(Dataset entries)
..........

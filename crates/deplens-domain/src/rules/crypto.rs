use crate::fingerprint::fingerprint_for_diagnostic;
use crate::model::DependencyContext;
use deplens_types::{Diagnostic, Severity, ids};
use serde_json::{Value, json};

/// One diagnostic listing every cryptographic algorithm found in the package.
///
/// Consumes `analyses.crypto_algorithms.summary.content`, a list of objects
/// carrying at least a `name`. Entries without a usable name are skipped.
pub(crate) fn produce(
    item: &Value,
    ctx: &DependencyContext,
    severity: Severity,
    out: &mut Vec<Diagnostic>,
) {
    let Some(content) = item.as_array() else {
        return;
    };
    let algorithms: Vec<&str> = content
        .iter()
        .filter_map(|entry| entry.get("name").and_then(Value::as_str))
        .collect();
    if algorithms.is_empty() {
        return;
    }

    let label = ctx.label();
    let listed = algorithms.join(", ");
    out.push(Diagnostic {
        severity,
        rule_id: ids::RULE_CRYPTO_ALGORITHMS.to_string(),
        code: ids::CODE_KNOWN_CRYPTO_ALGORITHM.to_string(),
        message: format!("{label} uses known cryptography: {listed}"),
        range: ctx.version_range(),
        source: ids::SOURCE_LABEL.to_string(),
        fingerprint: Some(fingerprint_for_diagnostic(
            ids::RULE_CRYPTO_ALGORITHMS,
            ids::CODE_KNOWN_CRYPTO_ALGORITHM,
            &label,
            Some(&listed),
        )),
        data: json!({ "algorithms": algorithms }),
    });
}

..........

- [TASK BRIEF]: All entries must be printed exactly, with nothing omitted.

- [REPLY]:
filename crates/deplens-domain/src/rules/crypto.rs
use crate::fingerprint::fingerprint_for_diagnostic;
use crate::model::DependencyContext;
use deplens_types::{Diagnostic, Severity, ids};
use serde_json::{Value, json};

/// One diagnostic listing every cryptographic algorithm found in the package.
///
/// Consumes `analyses.crypto_algorithms.summary.content`, a list of objects
/// carrying at least a `name`. Entries without a usable name are skipped.
pub(crate) fn produce(
    item: &Value,
    ctx: &DependencyContext,
    severity: Severity,
    out: &mut Vec<Diagnostic>,
) {
    let Some(content) = item.as_array() else {
        return;
    };
    let algorithms: Vec<&str> = content
        .iter()
        .filter_map(|entry| entry.get("name").and_then(Value::as_str))
        .collect();
    if algorithms.is_empty() {
        return;
    }

    let label = ctx.label();
    let listed = algorithms.join(", ");
    out.push(Diagnostic {
        severity,
        rule_id: ids::RULE_CRYPTO_ALGORITHMS.to_string(),
        code: ids::CODE_KNOWN_CRYPTO_ALGORITHM.to_string(),
        message: format!("{label} uses known cryptography: {listed}"),
        range: ctx.version_range(),
        source: ids::SOURCE_LABEL.to_string(),
        fingerprint: Some(fingerprint_for_diagnostic(
            ids::RULE_CRYPTO_ALGORITHMS,
            ids::CODE_KNOWN_CRYPTO_ALGORITHM,
            &label,
            Some(&listed),
        )),
        data: json!({ "algorithms": algorithms }),
    });
}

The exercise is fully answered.